How to ‘Untame Your Circus Elephant’!

I have not failed. I’ve just found 10,000 ways that won’t work.” – Thomas A. Edison

The market place is a cut-throat competitive environment and will not be kind to you simply because you are a nice person. Anyone who has been exposed to prolonged painful experiences, economic crises, war, poverty, abuse, injustice or any other form of challenge or disadvantage – will have to deal with challenges posed by what I call the ‘circus-elephants’ in one or more areas of their life. This conditioning predicament has subtly and subconsciously taken place in the minds of individuals from leaders in homes, politics, business and any other area of specialty you may think of. As an example close to me, the record-breaking hyper inflation, political uncertainty, economic and social challenges experienced in Zimbabwe over the past decade or so, all have the capacity to rear quite a few ‘circus-elephants’, in the same way commands, ropes, hooks and whips are the tools used to tame elephants in the zoos and circuses.
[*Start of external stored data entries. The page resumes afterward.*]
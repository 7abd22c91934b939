//! Regular-expression patterns: the parsed representation consumed by the
//! automaton builder, plus the mini-syntax parser.
//!
//! The syntax is the lex flavor rather than a general-purpose regex dialect:
//! literals, escapes, character classes with negation, `.`, grouping,
//! alternation, `* + ?` and counted `{m,n}` repetition, quoted literals,
//! `{name}` references to named sub-patterns, and a single top-level `/`
//! trailing-context operator. Context prefixes (`<ctx>...`) are stripped by
//! the grammar builder before a pattern reaches this module.

mod parser;

use compact_str::CompactString;
use std::sync::Arc;

pub(crate) use parser::parse;

use crate::error::PatternError;

/// Named sub-pattern table; later definitions may reference earlier ones,
/// never the other way around (single forward pass).
pub(crate) type NamedPatterns =
    hashbrown::HashMap<CompactString, Arc<Ast>, ahash::RandomState>;

/// Parsed pattern tree.
///
/// `Trailing` only ever appears at the root: the parser rejects `/` inside
/// groups and in named sub-patterns.
#[derive(Debug, Clone, PartialEq, Eq)]
pub enum Ast {
    /// Matches the empty string.
    Empty,
    /// A single character.
    Literal(char),
    /// A character class, possibly negated.
    Class(CharSet),
    /// Any character except newline (`.`).
    Any,
    Concat(Vec<Ast>),
    Alt(Vec<Ast>),
    Repeat {
        node: Box<Ast>,
        min: u32,
        max: Option<u32>,
    },
    /// `body/look`: `look` must match for `body` to be accepted, but is not
    /// part of the emitted token.
    Trailing { body: Box<Ast>, look: Box<Ast> },
}

/// Parse a pattern string without named sub-patterns.
///
/// Convenience entry for building pre-parsed [`Ast`] values to hand to
/// [`crate::Grammar::define_symbol`] verbatim.
///
/// # Errors
///
/// Returns a [`PatternError`] describing the first fault in the text.
pub fn parse_pattern(text: &str) -> Result<Ast, PatternError> {
    parse(text, &NamedPatterns::default(), true)
}

/// Length in characters matched by `ast`, when that length is the same for
/// every possible match. Drives the trailing-context encoding.
pub(crate) fn fixed_len(ast: &Ast) -> Option<u32> {
    match ast {
        Ast::Empty => Some(0),
        Ast::Literal(_) | Ast::Class(_) | Ast::Any => Some(1),
        Ast::Concat(items) => {
            let mut total = 0u32;
            for item in items {
                total = total.checked_add(fixed_len(item)?)?;
            }
            Some(total)
        }
        Ast::Alt(items) => {
            let mut len = None;
            for item in items {
                let item_len = fixed_len(item)?;
                match len {
                    None => len = Some(item_len),
                    Some(l) if l == item_len => {}
                    Some(_) => return None,
                }
            }
            len
        }
        Ast::Repeat { node, min, max } => {
            if *max == Some(*min) {
                fixed_len(node)?.checked_mul(*min)
            } else {
                None
            }
        }
        Ast::Trailing { .. } => None,
    }
}

/// A set of characters described by inclusive ranges, possibly negated.
#[derive(Debug, Clone, PartialEq, Eq)]
pub struct CharSet {
    ranges: Vec<(char, char)>,
    negated: bool,
}

impl CharSet {
    #[must_use]
    pub const fn new(ranges: Vec<(char, char)>) -> Self {
        Self {
            ranges,
            negated: false,
        }
    }

    #[must_use]
    pub const fn negated(ranges: Vec<(char, char)>) -> Self {
        Self {
            ranges,
            negated: true,
        }
    }

    pub(crate) const fn empty(negated: bool) -> Self {
        Self {
            ranges: Vec::new(),
            negated,
        }
    }

    /// `[0-9]`, the expansion of `\d`.
    #[must_use]
    pub fn digits() -> Self {
        Self::new(vec![('0', '9')])
    }

    /// Space, tab, and the ASCII line-break characters; the expansion of `\s`.
    #[must_use]
    pub fn whitespace() -> Self {
        Self::new(vec![
            ('\t', '\r'), // tab, newline, vertical tab, form feed, carriage return
            (' ', ' '),
        ])
    }

    /// `[0-9A-Za-z_]`, the expansion of `\w`.
    #[must_use]
    pub fn word() -> Self {
        Self::new(vec![('0', '9'), ('A', 'Z'), ('_', '_'), ('a', 'z')])
    }

    pub fn insert(&mut self, lo: char, hi: char) {
        self.ranges.push((lo, hi));
    }

    /// Merge the (non-negated) ranges of `other` into this set.
    pub fn extend(&mut self, other: &Self) {
        self.ranges.extend_from_slice(&other.ranges);
    }

    #[must_use]
    pub fn matches(&self, c: char) -> bool {
        let inside = self.ranges.iter().any(|&(lo, hi)| c >= lo && c <= hi);
        inside != self.negated
    }

    /// Resolve into disjoint, sorted codepoint ranges with negation applied
    /// and the surrogate gap excluded. This is the form the automaton
    /// builder consumes.
    pub(crate) fn code_ranges(&self) -> Vec<(u32, u32)> {
        let mut ranges: Vec<(u32, u32)> = self
            .ranges
            .iter()
            .map(|&(lo, hi)| (lo as u32, hi as u32))
            .collect();
        ranges.sort_unstable();

        // Merge overlapping and adjacent ranges.
        let mut merged: Vec<(u32, u32)> = Vec::with_capacity(ranges.len());
        for (lo, hi) in ranges {
            match merged.last_mut() {
                Some(last) if lo <= last.1.saturating_add(1) => last.1 = last.1.max(hi),
                _ => merged.push((lo, hi)),
            }
        }

        let resolved = if self.negated {
            complement(&merged)
        } else {
            merged
        };
        exclude_surrogates(resolved)
    }
}

const MAX_CODEPOINT: u32 = 0x0010_FFFF;
const SURROGATE_LO: u32 = 0xD800;
const SURROGATE_HI: u32 = 0xDFFF;

/// Complement of sorted, disjoint `ranges` over the full codepoint space.
fn complement(ranges: &[(u32, u32)]) -> Vec<(u32, u32)> {
    let mut out = Vec::with_capacity(ranges.len() + 1);
    let mut next = 0u32;
    for &(lo, hi) in ranges {
        if lo > next {
            out.push((next, lo - 1));
        }
        next = hi.saturating_add(1);
        if next > MAX_CODEPOINT {
            return out;
        }
    }
    out.push((next, MAX_CODEPOINT));
    out
}

/// Split any range straddling the UTF-16 surrogate gap; those codepoints are
/// not `char`s and must never appear on a transition.
fn exclude_surrogates(ranges: Vec<(u32, u32)>) -> Vec<(u32, u32)> {
    let mut out = Vec::with_capacity(ranges.len());
    for (lo, hi) in ranges {
        if hi < SURROGATE_LO || lo > SURROGATE_HI {
            out.push((lo, hi));
            continue;
        }
        if lo < SURROGATE_LO {
            out.push((lo, SURROGATE_LO - 1));
        }
        if hi > SURROGATE_HI {
            out.push((SURROGATE_HI + 1, hi));
        }
    }
    out
}

#[cfg(test)]
mod tests {
    use super::*;

    #[test]
    fn test_charset_matches() {
        let digits = CharSet::digits();
        assert!(digits.matches('0'));
        assert!(digits.matches('9'));
        assert!(!digits.matches('a'));

        let not_digits = CharSet::negated(vec![('0', '9')]);
        assert!(!not_digits.matches('5'));
        assert!(not_digits.matches('x'));
    }

    #[test]
    fn test_code_ranges_merges_overlaps() {
        let set = CharSet::new(vec![('c', 'f'), ('a', 'd'), ('g', 'h')]);
        assert_eq!(set.code_ranges(), vec![('a' as u32, 'h' as u32)]);
    }

    #[test]
    fn test_code_ranges_complement_straddles_surrogates() {
        let set = CharSet::negated(vec![('a', 'z')]);
        let ranges = set.code_ranges();
        assert!(ranges.contains(&(0, 'a' as u32 - 1)));
        // The complement above 'z' is split around the surrogate gap.
        assert!(ranges.contains(&('z' as u32 + 1, SURROGATE_LO - 1)));
        assert!(ranges.contains(&(SURROGATE_HI + 1, MAX_CODEPOINT)));
    }

    #[test]
    fn test_fixed_len_basic() {
        assert_eq!(fixed_len(&parse_pattern("abc").unwrap()), Some(3));
        assert_eq!(fixed_len(&parse_pattern("[0-9]").unwrap()), Some(1));
        assert_eq!(fixed_len(&parse_pattern("a|b|c").unwrap()), Some(1));
        assert_eq!(fixed_len(&parse_pattern("ab|cd").unwrap()), Some(2));
        assert_eq!(fixed_len(&parse_pattern("a|bc").unwrap()), None);
        assert_eq!(fixed_len(&parse_pattern("a*").unwrap()), None);
        assert_eq!(fixed_len(&parse_pattern("a+").unwrap()), None);
        assert_eq!(fixed_len(&parse_pattern("a?").unwrap()), None);
    }

    #[test]
    fn test_fixed_len_counted() {
        assert_eq!(fixed_len(&parse_pattern("a{4}").unwrap()), Some(4));
        assert_eq!(fixed_len(&parse_pattern("(ab){3}").unwrap()), Some(6));
        assert_eq!(fixed_len(&parse_pattern("a{2,4}").unwrap()), None);
        assert_eq!(fixed_len(&parse_pattern("a{2,}").unwrap()), None);
    }

    #[test]
    fn test_fixed_len_empty() {
        assert_eq!(fixed_len(&Ast::Empty), Some(0));
        assert_eq!(fixed_len(&parse_pattern("\"\"").unwrap()), Some(0));
    }
}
I strongly believe elephants and other wild animals are happier and more fulfilled in the wild, than they are in a zoo or circus – just like a person will be more fulfilled when they are flourishing in their chosen area of calling or specialty – when they discover their purpose in life and they are excelling in their gifting, talent or competences. The same goes for a company that has found its space in the market. But, sometimes people will go through situations and challenges that will tame their gifts and calling, that they begin to act and live like ‘circus-elephants’. For you to effectively ‘untame’ your creativity and innovative aptitude, you must first understand how you have been tamed and what has tamed you in the first place. Ignorance breeds destruction, but knowledge empowers you to unleash your dormant creative abilities.

So, what are you going to do about it?

1. Identify Your Circus-Elephants

How do you know if your situation has tamed you? Sit down, reflect and check your life or business for the signs below:

a. You are docile – you are habitually inclined to submit to the wishes of others

b. You are bland – you lack the qualities that make you or your endeavors interesting – no imagination, adventure or inspiration

c. You are lethargic – there is no flow of enthusiasm juices in you and you are now forcing yourself or have to be forced to do what you are supposed to be doing.

d. You are subdued and moderate – something has removed the hunger, drive, spiritor energy from you or your organisation. You are now comfortable maintaining the status quo.

Invention is 1% inspiration, 99% perspiration” – Thomas A. Edison

2. Beware – The Commands

I have discovered and learnt that the elephant keeper uses at least 16 basic and simple commands to handle the elephant on a daily basis. These are programmed into the elephant’s mindset from a young age. These include words and phrases like ‘come here’, ‘up’, ‘rangu’, ‘steh’ and ‘lift’. For the trainer, the 3 key commands when training an elephant are Yes, No and Good. This is to make the little elephant know what it is expected to do, what it is allowed to do and what it is not allowed to do. Are you trained to be a ‘Yes, No and Good’ person? What were you taught, what did you teach yourself and how is that influencing things in your life or business?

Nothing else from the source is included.